Could you elaborate on this point? I keep seeing people mentioning this,
but I, as BIP co-author, have not seen any real pushback. For context
BIP118 was initially called `sighash_noinput` and it was mentioned at
least as far back as 2015 when Joseph and Tadje wrote about its
applications in the LN protocol. While writing eltoo we stumbled over an
alternative use, and decided to draft the formal proposal.

Once we saw that Taproot is likely to activate next, AJ started adapting
it to integrate nicely with Taproot, and renamed it to anyprevout.

I'd like to point out that the original noinput could be implemented
with as little as 3-5 lines of code in Bitcoin Core, and there are
experimental branches implementing APO, which isn't significantly more
complex than the original proposal.

In addition Richard Myers has implemented a PoC of eltoo on top of one
of these experimental branches. So with all this I don't see how APO
could be considered "not ready".

The reason that neither noinput nor APO have a section on activation is
that we want to allow bundling with other soft-forks, and we want to
minimize the surface for potential conflicts. Also as the Taproot
activation has shown activation is a whole another discussion, that is
mostly unrelated to the soft-fork being activated.

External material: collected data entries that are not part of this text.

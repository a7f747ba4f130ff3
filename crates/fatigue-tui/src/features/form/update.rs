//! Session form reducer.

use crossterm::event::{KeyCode, KeyEvent};

use super::state::{FormField, FormState};
use crate::common::text::sanitize_single_line;

/// What the caller should do after a form key.
#[derive(Debug, Clone, Copy, PartialEq, Eq)]
pub enum FormAction {
    None,
    Submit,
}

/// Handles a key while the form has focus.
///
/// Control-modified keys are handled by the global reducer before this.
pub fn handle_key(form: &mut FormState, key: KeyEvent) -> FormAction {
    match key.code {
        KeyCode::Tab | KeyCode::Down => form.focus_next(),
        KeyCode::BackTab | KeyCode::Up => form.focus_prev(),
        KeyCode::Left => {
            form.adjust(false);
        }
        KeyCode::Right => {
            form.adjust(true);
        }
        KeyCode::Enter => match form.focus {
            FormField::AdvancedToggle => form.toggle_advanced(),
            FormField::InjuryIllness => {
                form.adjust(true);
            }
            _ => return FormAction::Submit,
        },
        KeyCode::Char(' ') if form.focus == FormField::AdvancedToggle => form.toggle_advanced(),
        KeyCode::Char(' ') if form.focus == FormField::InjuryIllness => {
            form.adjust(true);
        }
        KeyCode::Backspace => {
            if let Some(buf) = form.focused_text_mut() {
                buf.pop();
                form.error = None;
            }
        }
        KeyCode::Char(c) if form.accepts_char(c) => {
            if let Some(buf) = form.focused_text_mut() {
                buf.push(c);
                form.error = None;
            }
        }
        _ => {}
    }
    FormAction::None
}

/// Inserts pasted text into the focused text input, keeping only the
/// characters that field accepts.
pub fn handle_paste(form: &mut FormState, text: &str) {
    let accepted: String = sanitize_single_line(text)
        .chars()
        .filter(|c| form.accepts_char(*c))
        .collect();
    if let Some(buf) = form.focused_text_mut() {
        buf.push_str(&accepted);
    }
}
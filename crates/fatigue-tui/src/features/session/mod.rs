//! Session view feature slice: Idle, Loading, Results and Error panels.
//!
//! ## Module Structure
//!
//! - `state.rs`: `SessionView`, the single visible session state
//! - `render.rs`: one render function per view, plus the risk gauge

mod render;
mod state;

pub use render::render_session;
pub use state::SessionView;
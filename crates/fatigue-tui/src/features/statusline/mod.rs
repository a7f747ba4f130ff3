//! Status line feature slice.
//!
//! Shows the backend agent indicator, refreshed on a fixed interval by the
//! runtime independently of the session state.
//!
//! ## Module Structure
//!
//! - `state.rs`: `AgentIndicator` and the last reported metrics
//! - `render.rs`: title bar rendering

mod render;
mod state;

pub use render::render_status_line;
pub use state::{AgentIndicator, StatusLineState};
//! Pure view/render functions for the TUI.
//!
//! Functions here take `&AppState`, draw to a ratatui Frame, and never
//! mutate state or return effects.

use ratatui::Frame;
use ratatui::layout::{Constraint, Direction, Layout};
use ratatui::style::{Color, Style};
use ratatui::text::{Line, Span};
use ratatui::widgets::Paragraph;

use crate::features::feedback::render_feedback;
use crate::features::form::render_form;
use crate::features::session::{SessionView, render_session};
use crate::features::statusline::render_status_line;
use crate::state::{AppState, Pane};

/// Height of the title bar.
const STATUS_HEIGHT: u16 = 1;

/// Height of the key hint bar.
const HINTS_HEIGHT: u16 = 1;

/// Width of the session form column.
const FORM_WIDTH: u16 = 48;

/// Height of the results card above the feedback panel.
const RESULTS_HEIGHT: u16 = 12;

/// Renders the entire TUI to the frame.
pub fn render(app: &AppState, frame: &mut Frame) {
    let [status_area, body_area, hints_area] = Layout::default()
        .direction(Direction::Vertical)
        .constraints([
            Constraint::Length(STATUS_HEIGHT),
            Constraint::Min(1),
            Constraint::Length(HINTS_HEIGHT),
        ])
        .areas(frame.area());

    render_status_line(&app.status_line, &app.api_base_url, frame, status_area);

    let [form_area, session_area] = Layout::default()
        .direction(Direction::Horizontal)
        .constraints([Constraint::Length(FORM_WIDTH), Constraint::Min(20)])
        .areas(body_area);

    render_form(
        &app.form,
        app.pane == Pane::Form,
        app.is_predicting(),
        frame,
        form_area,
    );

    if matches!(app.session, SessionView::Results { .. }) {
        let [results_area, feedback_area] = Layout::default()
            .direction(Direction::Vertical)
            .constraints([Constraint::Length(RESULTS_HEIGHT), Constraint::Min(3)])
            .areas(session_area);
        render_session(&app.session, app.spinner_frame, frame, results_area);
        render_feedback(
            &app.feedback,
            app.pane == Pane::Feedback,
            app.tasks.feedback.is_running(),
            frame,
            feedback_area,
        );
    } else {
        render_session(&app.session, app.spinner_frame, frame, session_area);
    }

    render_hints(app, frame, hints_area);
}

fn render_hints(app: &AppState, frame: &mut Frame, area: ratatui::layout::Rect) {
    let mut hints = vec![
        ("Tab", "next"),
        ("←/→", "change"),
        ("Enter", "submit"),
        ("^O", "advanced"),
    ];
    if app.session.active_session().is_some() {
        hints.push(("^F", "feedback"));
    }
    if app.session.can_reset() {
        hints.push(("^R", "reset"));
    }
    hints.push(("^Q", "quit"));

    let mut spans = vec![Span::raw(" ")];
    for (key, action) in hints {
        spans.push(Span::styled(key, Style::default().fg(Color::Cyan)));
        spans.push(Span::styled(
            format!(" {action}  "),
            Style::default().fg(Color::DarkGray),
        ));
    }
    frame.render_widget(Paragraph::new(Line::from(spans)), area);
}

Why aren't we yelling about the advantages of APO over other soft-forks
or asking for immediate activation? Because we want to be respectful of
everyone's time. We know review capacity is very limited, and developer
time expensive. By now most devs will be aware of the many improvements
(on LN, eltoo, MPC, channel factories, statechains, spacechains, etc)
anyprevout would enable, so there is little point in annoying everyone
by constantly talking about it. The people interested in exploring this
venue are already working on it, and we just need to wait for an
opportune moment to start the activation discussion with other
soft-forks.

I also see people comparing OP_CTV with APO, which may or may not work
out in the end. It seems possible to emulate APO using OP_CTV, but at
what cost? APO does not have any overhead in the transaction size, which
is not the case for OP_CTV, and I therefore consider the two proposals
complementary, and not competing (APO does best what APO does best,
while OP_CTV enables use-cases beyond APO's scope). While I'd prefer APO
for eltoo, due to its lack of overhead, I'm also happy to go wih OP_CTV
if only one gets activated (But then why would we? We've done much more
obscure things to save bytes in a TX).

Finally I see people mentioning that APO is insufficient to get
eltoo. That's also not true, since in fact we can implement a poor-man's
version of eltoo right now:

 - When updating:
   - Iterate through all prior update TXs
   - Bind the new update TX to each of the prior ones
   - Sign using `sighash_all`
   - Collect all sinatures and send to peer (message size O(n), but
     semantics are preserved, while APO enable O(1) making it actually
     reasonable to implement).

There may be some extensions, such as layered commitments that may be
added at a later stage, but they are not required to get the first
versions off the ground. Pretending that they're required would be like
saying that the protocol in the LN paper hasn't changed since it was
first written (definitely not the case).

Overall I agree with Michael's sentiment that soft-fork activations have
to be carefully planned, and kept at a reasonable pace. This is in order
to ensure that the activated features will work as expected (building
PoCs is important here) and that review time is kept efficient (bundling
may help here). For these reasons we omitted the activation discussion
in BIP118 and have trimmed the proposal to the bare minimum.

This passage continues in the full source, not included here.